- Poster and VHS cover of "Rainbow Drive"
- Genre: Thriller
- Based on: Rainbow Drive by Roderick Thorp
- Teleplay by: Bill Phillips Bennett Cohen
- Directed by: Bobby Roth
- Starring: Peter Weller Sela Ward David Caruso Tony Jay
- Theme music composer: Tangerine Dream
- Country of origin: United States
- Original language: English

Production
- Executive producer: Michael Viner
- Producer: John Veitch
- Cinematography: Tim Suhrstedt
- Editor: Henk Van Eeghen
- Running time: 100 minutes
- Production companies: Dove International ITC Entertainment Viacom Productions

Original release
- Network: Showtime
- Release: September 8, 1990

= Rainbow Drive =

Rainbow Drive is a 1990 American made-for-television thriller film directed by Bobby Roth and starring Peter Weller, Sela Ward and David Caruso. The film first aired on September 8, 1990, on the Showtime Cable Network. It is based on the 1986 novel of the same name by Roderick Thorp.

Rainbow Drive was given a very limited theatrical release. It was released in America and the UK on VHS. The film was nominated for one Mystfest award, for "Best Film" (Bobby Roth). The soundtrack was scored by Tangerine Dream, but was never released as a stand-alone release. The title track was later included on the bootleg Prayer of Quiet Dreams in 1993.

==Plot==
Mike Gallagher is one of Los Angeles' top cops, who is acting head of Hollywood's homicide division.

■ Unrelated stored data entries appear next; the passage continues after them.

//! JSON ingestion for raw configurations.

use serde_json::Value;

use crate::error::OptionsError;

use super::{RawOptions, RawValue};

impl RawOptions {
    /// Build a raw configuration from a JSON object.
    ///
    /// Build-tool integrations and test fixtures can compose deterministic
    /// inputs as JSON literals: booleans, strings, and arrays of strings
    /// map onto [`RawValue`] directly. Paths travel as plain strings and
    /// are typed by the validator against the descriptor's kind.
    ///
    /// This is transport-shape checking only, so it fails on the first
    /// unrepresentable value; option-level problems are left to
    /// [`crate::OptionRegistry::validate`].
    ///
    /// # Errors
    ///
    /// Returns [`OptionsError::InvalidValue`] when the root is not an
    /// object or an entry is not a boolean, string, or array of strings.
    ///
    /// # Examples
    ///
    /// ```
    /// use querygen_config::{RawOptions, names};
    /// use serde_json::json;
    ///
    /// let raw = RawOptions::from_json(json!({
    ///     "generateMetadata": true,
    ///     "sealedEnumsMatching": [".*Kind$"],
    /// }))?;
    /// assert!(raw.contains(names::GENERATE_METADATA));
    /// # Ok::<_, querygen_config::OptionsError>(())
    /// ```
    pub fn from_json(value: Value) -> Result<Self, OptionsError> {
        let Value::Object(entries) = value else {
            return Err(OptionsError::InvalidValue {
                option: String::from("$"),
                message: String::from("raw configuration must be a JSON object"),
            });
        };
        let mut raw = Self::default();
        for (name, entry) in entries {
            let converted = convert_entry(&name, entry)?;
            raw.values.insert(name, converted);
        }
        Ok(raw)
    }
}

fn convert_entry(name: &str, entry: Value) -> Result<RawValue, OptionsError> {
    match entry {
        Value::Bool(flag) => Ok(RawValue::Bool(flag)),
        Value::String(text) => Ok(RawValue::Text(text)),
        Value::Array(items) => {
            let mut list = Vec::with_capacity(items.len());
            for item in items {
                let Value::String(text) = item else {
                    return Err(OptionsError::InvalidValue {
                        option: name.to_owned(),
                        message: String::from("list entries must be strings"),
                    });
                };
                list.push(text);
            }
            Ok(RawValue::List(list))
        }
        Value::Null | Value::Number(_) | Value::Object(_) => Err(OptionsError::InvalidValue {
            option: name.to_owned(),
            message: String::from("expected a boolean, a string, or an array of strings"),
        }),
    }
}
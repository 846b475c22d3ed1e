//! Custom scalar mapping entries.

use std::fmt;
use std::str::FromStr;

use serde::{Deserialize, Serialize};
use thiserror::Error;

/// Mapping from a schema scalar name to its target representation.
///
/// Entries are supplied as `Scalar=target.Type`, optionally followed by
/// `:adapter.Reference` naming the adapter used to convert values at
/// runtime. The mapping is opaque to this crate beyond its shape; the
/// generator backend resolves the target names.
///
/// # Examples
///
/// ```
/// use querygen_config::ScalarMapping;
///
/// let mapping: ScalarMapping = "DateTime=java.time.Instant".parse()?;
/// assert_eq!(mapping.scalar(), "DateTime");
/// assert_eq!(mapping.target(), "java.time.Instant");
/// assert!(mapping.adapter().is_none());
/// # Ok::<_, querygen_config::ScalarMappingError>(())
/// ```
#[derive(Clone, Debug, Eq, PartialEq, Serialize, Deserialize)]
#[serde(try_from = "String", into = "String")]
pub struct ScalarMapping {
    scalar: String,
    target: String,
    adapter: Option<String>,
}

impl ScalarMapping {
    /// Map `scalar` to `target` without an adapter.
    #[must_use]
    pub fn new(scalar: impl Into<String>, target: impl Into<String>) -> Self {
        Self {
            scalar: scalar.into(),
            target: target.into(),
            adapter: None,
        }
    }

    /// Attach an adapter reference to the mapping.
    #[must_use]
    pub fn with_adapter(mut self, adapter: impl Into<String>) -> Self {
        self.adapter = Some(adapter.into());
        self
    }

    /// Schema scalar name this entry maps.
    #[must_use]
    pub fn scalar(&self) -> &str {
        &self.scalar
    }

    /// Target representation name.
    #[must_use]
    pub fn target(&self) -> &str {
        &self.target
    }

    /// Adapter reference, when one was supplied.
    #[must_use]
    pub fn adapter(&self) -> Option<&str> {
        self.adapter.as_deref()
    }
}

/// Parse failure for a scalar mapping entry.
#[derive(Clone, Debug, Eq, PartialEq, Error)]
#[error("scalar mapping '{entry}' must take the form Scalar=target.Type[:adapter]")]
pub struct ScalarMappingError {
    /// Entry text that failed to parse.
    entry: String,
}

impl ScalarMappingError {
    /// Entry text that failed to parse.
    #[must_use]
    pub fn entry(&self) -> &str {
        &self.entry
    }
}

impl FromStr for ScalarMapping {
    type Err = ScalarMappingError;

    fn from_str(entry: &str) -> Result<Self, Self::Err> {
        let malformed = || ScalarMappingError {
            entry: entry.to_owned(),
        };
        let (scalar, rest) = entry.split_once('=').ok_or_else(malformed)?;
        let (target, adapter) = rest
            .split_once(':')
            .map_or((rest, None), |(target, adapter)| (target, Some(adapter)));
        if scalar.trim().is_empty()
            || target.trim().is_empty()
            || adapter.is_some_and(|a| a.trim().is_empty())
        {
            return Err(malformed());
        }
        let mapping = Self::new(scalar.trim(), target.trim());
        Ok(match adapter {
            Some(reference) => mapping.with_adapter(reference.trim()),
            None => mapping,
        })
    }
}

impl TryFrom<String> for ScalarMapping {
    type Error = ScalarMappingError;

    fn try_from(entry: String) -> Result<Self, Self::Error> {
        entry.parse()
    }
}

impl From<ScalarMapping> for String {
    fn from(mapping: ScalarMapping) -> Self {
        mapping.to_string()
    }
}

impl fmt::Display for ScalarMapping {
    fn fmt(&self, f: &mut fmt::Formatter<'_>) -> fmt::Result {
        write!(f, "{}={}", self.scalar, self.target)?;
        match &self.adapter {
            Some(adapter) => write!(f, ":{adapter}"),
            None => Ok(()),
        }
    }
}
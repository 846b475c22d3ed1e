//! Raw, as-supplied option values.
//!
//! A [`RawOptions`] map is what the build-tool integration hands over: a
//! set of option names with untyped values, some of which may be absent.
//! Mutation is confined to [`RawOptionsBuilder`]; once built, a raw
//! configuration is immutable and is consumed read-only by validation and
//! resolution.

mod convert;

use std::collections::BTreeMap;

use camino::Utf8PathBuf;

use crate::options::{
    CodegenModels, NullableFieldStyle, OperationIdStrategy, TargetLanguage,
};

/// Untyped option value as supplied by the caller.
///
/// Values stay untyped at this layer; the validator checks them against
/// the descriptor's kind. Textual values double as enum tokens and single
/// paths, and string lists double as pattern sources, scalar mappings, and
/// path lists.
#[derive(Clone, Debug, Eq, PartialEq)]
#[non_exhaustive]
pub enum RawValue {
    /// Boolean toggle.
    Bool(bool),
    /// Free-form text, an enum token, or a single path.
    Text(String),
    /// Ordered list of strings.
    List(Vec<String>),
    /// Single path supplied as a typed path.
    Path(Utf8PathBuf),
    /// Ordered list of typed paths.
    Paths(Vec<Utf8PathBuf>),
}

impl From<bool> for RawValue {
    fn from(flag: bool) -> Self {
        Self::Bool(flag)
    }
}

impl From<&str> for RawValue {
    fn from(text: &str) -> Self {
        Self::Text(text.to_owned())
    }
}

impl From<String> for RawValue {
    fn from(text: String) -> Self {
        Self::Text(text)
    }
}

impl From<Vec<String>> for RawValue {
    fn from(items: Vec<String>) -> Self {
        Self::List(items)
    }
}

impl From<&[&str]> for RawValue {
    fn from(items: &[&str]) -> Self {
        Self::List(items.iter().map(|item| (*item).to_owned()).collect())
    }
}

impl From<Utf8PathBuf> for RawValue {
    fn from(path: Utf8PathBuf) -> Self {
        Self::Path(path)
    }
}

impl From<Vec<Utf8PathBuf>> for RawValue {
    fn from(paths: Vec<Utf8PathBuf>) -> Self {
        Self::Paths(paths)
    }
}

impl From<TargetLanguage> for RawValue {
    fn from(language: TargetLanguage) -> Self {
        Self::Text(language.as_token().to_owned())
    }
}

impl From<CodegenModels> for RawValue {
    fn from(models: CodegenModels) -> Self {
        Self::Text(models.as_token().to_owned())
    }
}

impl From<OperationIdStrategy> for RawValue {
    fn from(strategy: OperationIdStrategy) -> Self {
        Self::Text(strategy.as_token().to_owned())
    }
}

impl From<NullableFieldStyle> for RawValue {
    fn from(style: NullableFieldStyle) -> Self {
        Self::Text(style.as_token().to_owned())
    }
}

/// Raw configuration: option name to as-supplied value.
///
/// Absence of a name means "not supplied by the caller"; the resolver
/// derives a default for it.
#[derive(Clone, Debug, Default, Eq, PartialEq)]
pub struct RawOptions {
    values: BTreeMap<String, RawValue>,
}

impl RawOptions {
    /// Start building a raw configuration.
    #[must_use]
    pub fn builder() -> RawOptionsBuilder {
        RawOptionsBuilder::default()
    }

    /// Value supplied for `name`, when one was.
    #[must_use]
    pub fn get(&self, name: &str) -> Option<&RawValue> {
        self.values.get(name)
    }

    /// Whether a value was supplied for `name`.
    #[must_use]
    pub fn contains(&self, name: &str) -> bool {
        self.values.contains_key(name)
    }

    /// Iterate supplied values in name order.
    pub fn iter(&self) -> impl Iterator<Item = (&str, &RawValue)> {
        self.values.iter().map(|(name, value)| (name.as_str(), value))
    }

    /// Number of supplied values.
    #[must_use]
    pub fn len(&self) -> usize {
        self.values.len()
    }

    /// Whether nothing was supplied.
    #[must_use]
    pub fn is_empty(&self) -> bool {
        self.values.is_empty()
    }
}

/// Builder for [`RawOptions`]; the only mutable phase of a configuration.
///
/// # Examples
///
/// ```
/// use querygen_config::{RawOptions, names};
///
/// let raw = RawOptions::builder()
///     .set(names::TARGET_LANGUAGE, "kotlin")
///     .set(names::GENERATE_METADATA, true)
///     .build();
/// assert_eq!(raw.len(), 2);
/// ```
#[derive(Clone, Debug, Default)]
pub struct RawOptionsBuilder {
    values: BTreeMap<String, RawValue>,
}

impl RawOptionsBuilder {
    /// Supply `value` for `name`, replacing any earlier value.
    #[must_use]
    pub fn set(mut self, name: impl Into<String>, value: impl Into<RawValue>) -> Self {
        self.values.insert(name.into(), value.into());
        self
    }

    /// Remove any value supplied for `name`, reverting it to "unset".
    #[must_use]
    pub fn unset(mut self, name: &str) -> Self {
        self.values.remove(name);
        self
    }

    /// Seal the configuration.
    #[must_use]
    pub fn build(self) -> RawOptions {
        RawOptions {
            values: self.values,
        }
    }
}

But Gallagher is soon wrenched out of his orderly existence into a dirty world of killing and corruption. Gallagher's affair with a married woman leads him to stumble across a vicious scene of multiple murders on L.A. highway Rainbow Drive. Gallagher senses something strange when reinforcements arrive even before he has called them. When his superiors freeze him out of the case, Gallagher begins his own investigation. With the help of mysterious ally Laura Demming, Gallagher draws closer to the truth, and danger moves closer to his partner and mistress. His investigation propels him into a web of drugs and vice, corruption and cover-up - an intricate web that implicates some of the city's most senior figures.

==Cast==
- Peter Weller as Mike Gallagher
- Sela Ward as Laura Demming
- David Caruso as Larry Hammond
- Tony Jay as Max Hollister
- James Laurenson as Hans Roehrig
- Jon Gries as Azzolini
- Henry G. Sanders as Marvin Burgess
- Chris Mulkey as Ira Rosenberg
- David Neidorf as Bernie Maxwell
- Bruce Weitz as Dan Crawford
- Chelcie Ross as Tom Cutler
- Rutanya Alda as Marge Crawford
- Megan Mullally as Ava Zieff
- Michael Bruce as Rudy

==Critical reception==
Jason Ankeny of Allmovie gave the film three out of five stars, stating: "In this made-for-cable adaptation of Roderick Thorp's crime thriller, Peter Weller stars as a Hollywood cop whose murder investigation runs into a wall of police corruption." The book Video Movie Guide 1996 awarded the film two and a half stars out of five, while VideoHound's Golden Movie Retriever gave the film two out of five stars.